Os apelidos foram, realmente, a tônica daqueles convívios. Por qualquer motivo que fosse surgia um cognome a mais e de pronto a turma toda – 165 alunos – adotava essa imposição de um batismo improvisado e até desavisado. Fosse rapaz ou fosse moça, dado a bincadeiras ou sisudo na forma da lei, cada qual carregava um e ainda hoje, nas reuniões de aniversário dos anos de formado assina-se uma lista, em tudo parecida com a do passado e de quebra se acrescenta o nome dessas eras. Alguns, todavia, são de todo impublicáveis, mas outros, francamente, despregam as bandeiras, socializando o riso. Como esquecer do nosso Fofa, do Defunto ou do Gia, do Velho e de Bico de Ouro, conterrâneos esses dois, amigos até na morte? E a morte levou Cachorrão e carregou, do mesmo jeito, o caríssimo Timbu. A outros levou, também, roubando, de todos nós a chance desses convívios. Ou ainda, como não lembrar de Todo Feio, virado hoje e muito bem, num poeta de boa rima, prosador dos melhores? Esquecer de Mongrô é atentar contra a paz, a serenidade e os bons costumes. Pior do velho Barney? E o Pluto, vejam só?

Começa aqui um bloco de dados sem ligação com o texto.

//! Layout pass, splitter bars, frame resizing and command dispatch.

use dockyard_common::{DockEvent, Edge, FrameId, Rect, SplitterId, Vec2};

use crate::commands::DockCommand;
use crate::layout::{floating_rect, SplitterBar};
use crate::splitter::geometry::{
    aggregate_desired, aggregate_max, aggregate_min, best_ratio, child_rects, ratio_at,
};
use crate::splitter::PaneLimits;
use crate::tree::NodeId;

use super::Docker;

impl Docker {
    /// Execute a dock command. Returns `true` if the command was handled.
    pub fn execute(&mut self, cmd: DockCommand) -> bool {
        match cmd {
            DockCommand::AddPanel {
                panel_type,
                location,
                parent,
            } => self.add_panel(&panel_type, location, parent).is_some(),
            DockCommand::RemovePanel(panel) => self.remove_panel(panel),
            DockCommand::ClosePanel(panel) => self.close_panel(panel),
            DockCommand::MovePanel {
                panel,
                location,
                allow_group,
                parent,
            } => self.move_panel(panel, location, allow_group, parent),
            DockCommand::ActivateTab { frame, index } => self.activate_tab(frame, index),
            DockCommand::Clear => {
                self.clear();
                true
            }
        }
    }

    /// Run the top-down geometry pass within `container`.
    ///
    /// Resolves pending best-ratio requests, caches every frame's rect,
    /// fires `Resized` for panels whose frame rect changed, and returns the
    /// docked frames in tree order followed by the floaters.
    pub fn update_layout(&mut self, container: Rect) -> Vec<(FrameId, Rect)> {
        self.container = container;
        let mut placed = Vec::new();
        let mut bars = Vec::new();
        self.layout_node(self.root, container, &mut placed, &mut bars);

        for frame in self.frames.values().filter(|f| f.is_floating()) {
            placed.push((frame.id(), floating_rect(frame.pos, frame.size, container)));
        }

        let mut resized = Vec::new();
        for (id, rect) in &placed {
            if let Some(frame) = self.frames.get_mut(id) {
                if frame.rect != *rect {
                    frame.rect = *rect;
                    resized.extend_from_slice(frame.panels());
                }
            }
        }
        for panel in resized {
            self.notify(DockEvent::Resized(panel));
        }

        self.bars = bars;
        self.dirty = false;
        placed
    }

    fn layout_node(
        &mut self,
        node: NodeId,
        rect: Rect,
        placed: &mut Vec<(FrameId, Rect)>,
        bars: &mut Vec<SplitterBar>,
    ) {
        let id = match node {
            NodeId::Frame(id) => {
                placed.push((id, rect));
                return;
            }
            NodeId::Splitter(id) => id,
        };
        let Some(splitter) = self.splitters.get(&id) else {
            return;
        };
        let orientation = splitter.orientation();
        let (pane0, pane1) = (splitter.pane(0), splitter.pane(1));
        let pending = splitter.pending_best_ratio;
        let current = splitter.ratio();

        let limits = self.pane_limits(pane0, pane1);
        let bar = self.config.splitter.bar_size;
        let ratio = if pending {
            let desired = |pane: Option<NodeId>| {
                pane.map_or(Vec2::UNSPECIFIED, |n| self.node_desired_size(n))
            };
            best_ratio(
                orientation,
                rect,
                bar,
                desired(pane0),
                desired(pane1),
                &limits,
                current,
            )
        } else {
            current
        };

        if let Some(splitter) = self.splitters.get_mut(&id) {
            splitter.set_ratio(ratio);
            splitter.pending_best_ratio = false;
            splitter.rect = rect;
        }

        let (rect0, rect1) = child_rects(orientation, rect, ratio, bar, &limits);
        bars.push(SplitterBar::between(id, orientation, rect, rect0, rect1));
        if let Some(child) = pane0 {
            self.layout_node(child, rect0, placed, bars);
        }
        if let Some(child) = pane1 {
            self.layout_node(child, rect1, placed, bars);
        }
    }

    fn pane_limits(&self, pane0: Option<NodeId>, pane1: Option<NodeId>) -> PaneLimits {
        let mut limits = PaneLimits::default();
        if let Some(node) = pane0 {
            limits.min0 = self.node_min_size(node);
            limits.max0 = self.node_max_size(node);
        }
        if let Some(node) = pane1 {
            limits.min1 = self.node_min_size(node);
            limits.max1 = self.node_max_size(node);
        }
        limits
    }

    /// Aggregate minimum size of a subtree.
    pub fn node_min_size(&self, node: NodeId) -> Vec2 {
        match node {
            NodeId::Frame(id) => self
                .frames
                .get(&id)
                .map_or(Vec2::ZERO, |f| f.min_size(&self.panels)),
            NodeId::Splitter(id) => match self.splitters.get(&id) {
                Some(s) => aggregate_min(
                    s.orientation(),
                    s.pane(0).map(|n| self.node_min_size(n)),
                    s.pane(1).map(|n| self.node_min_size(n)),
                ),
                None => Vec2::ZERO,
            },
        }
    }

    /// Aggregate maximum size of a subtree.
    pub fn node_max_size(&self, node: NodeId) -> Vec2 {
        match node {
            NodeId::Frame(id) => self
                .frames
                .get(&id)
                .map_or(Vec2::UNBOUNDED, |f| f.max_size(&self.panels)),
            NodeId::Splitter(id) => match self.splitters.get(&id) {
                Some(s) => aggregate_max(
                    s.orientation(),
                    s.pane(0).map(|n| self.node_max_size(n)),
                    s.pane(1).map(|n| self.node_max_size(n)),
                ),
                None => Vec2::UNBOUNDED,
            },
        }
    }

    /// Aggregate desired size of a subtree (-1 where unspecified).
    pub fn node_desired_size(&self, node: NodeId) -> Vec2 {
        match node {
            NodeId::Frame(id) => self
                .frames
                .get(&id)
                .map_or(Vec2::UNSPECIFIED, |f| f.desired_size(&self.panels)),
            NodeId::Splitter(id) => match self.splitters.get(&id) {
                Some(s) => match (s.pane(0), s.pane(1)) {
                    (Some(a), Some(b)) => aggregate_desired(
                        s.orientation(),
                        self.node_desired_size(a),
                        self.node_desired_size(b),
                    ),
                    (Some(only), None) | (None, Some(only)) => self.node_desired_size(only),
                    (None, None) => Vec2::UNSPECIFIED,
                },
                None => Vec2::UNSPECIFIED,
            },
        }
    }

    // -- Splitter bars --

    /// Bars recorded by the last layout pass, in tree order.
    pub fn splitter_bars(&self) -> &[SplitterBar] {
        &self.bars
    }

    /// The splitter whose bar is under `pointer`.
    pub fn splitter_at(&self, pointer: Vec2) -> Option<SplitterId> {
        let slop = self.config.splitter.bar_hit_slop;
        self.bars
            .iter()
            .find(|bar| bar.hit_test(pointer, slop))
            .map(|bar| bar.splitter)
    }

    /// Move a splitter's bar to `pointer`, clamped by the panes' limits.
    pub fn drag_splitter(&mut self, splitter: SplitterId, pointer: Vec2) -> bool {
        let Some(s) = self.splitters.get(&splitter) else {
            return false;
        };
        let orientation = s.orientation();
        let rect = s.rect;
        let limits = self.pane_limits(s.pane(0), s.pane(1));
        let bar = self.config.splitter.bar_size;

        let Some(ratio) = ratio_at(orientation, rect, orientation.main(pointer), bar, &limits)
        else {
            return false;
        };
        if let Some(s) = self.splitters.get_mut(&splitter) {
            s.set_ratio(ratio);
            s.pending_best_ratio = false;
        }
        tracing::trace!(%splitter, ratio, "splitter dragged");
        self.mark_dirty();
        true
    }

    // -- Frames --

    /// Activate a tab. Out-of-range indices are ignored.
    pub fn activate_tab(&mut self, frame: FrameId, index: i32) -> bool {
        let activated = self
            .frames
            .get_mut(&frame)
            .is_some_and(|f| f.set_active(index));
        if activated {
            self.mark_dirty();
        }
        activated
    }

    /// Drag edges of a floating frame, clamped to its panels' limits and
    /// the configured floating minimum.
    pub fn resize_frame(&mut self, frame: FrameId, edges: &[Edge], pointer: Vec2) -> bool {
        let Some(f) = self.frames.get(&frame) else {
            return false;
        };
        let floor = Vec2::new(
            self.config.floating.min_width,
            self.config.floating.min_height,
        );
        let min = f.min_size(&self.panels).max(floor);
        let max = f.max_size(&self.panels).max(min);
        let container = self.container;

        let resized = self
            .frames
            .get_mut(&frame)
            .is_some_and(|f| f.resize(edges, pointer, container, min, max));
        if !resized {
            return false;
        }
        let panels = self
            .frames
            .get(&frame)
            .map(|f| f.panels().to_vec())
            .unwrap_or_default();
        for panel in panels {
            self.notify(DockEvent::Resized(panel));
        }
        self.mark_dirty();
        true
    }
}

O maior de todos os cognomes dessa turma, na emergência já dos quarenta anos de formada, não poderia ser outro, senão o de Tampa de Chaleira. Ora que o homem, chovesse ou fizesse sol, estivesse na sala de aula ou nos laboratórios, nas ruas do Recife ou nos anfiteatros de anatomia, suava feito um desadorado. Molhava a camisa em grandes rodas e chegava até a umedecer o pano das calças, dizia! Certa vez, o velho Tampa, chegando a um representante farmacêutico, acompanhando um périplo de estudantes, numa romaria em busca de amostras, sem saber que remédio pedir, perguntou ao colega mais próximo o nome de um produto qualquer. E o companheiro, irreverente como era, não titubeou, lembrou-se da recepcionista, mulher quarentona e viçosa, de ancas largas e busto protundente, com prenome diferente e recomendou que pedisse Fulana. O Tampa, na inocência do gesto, ainda insistiu mais, indagando se pedia em comprimidos ou em pó, em xarope ou injetável. Quase apanha da figura! Queria de qualquer forma aquela farmacêutica fórmula, fosse como fosse, e não entendeu a mulher, que raivosa e impiedosa, sustentando-lhe pela breca, perguntava-lhe, em voz alta: “Como se chama a sua mãe?” Guardei o necessário sigilo das relações entre o apelido e o nome. Não vou, agora, apontar colegas que na prática do dia-a-dia são expoentes da ciência, pelo cognome, então. E tampouco dizer o meu próprio, escrito aí por cima. Guardei também para mim, apenas, os demais apelidos, aqueles atribuídos às moças, por hesitação da consciência. Mas desses, pode crer o leitor, há alguns que são deliciosos, simplesmente.
E por aí vai.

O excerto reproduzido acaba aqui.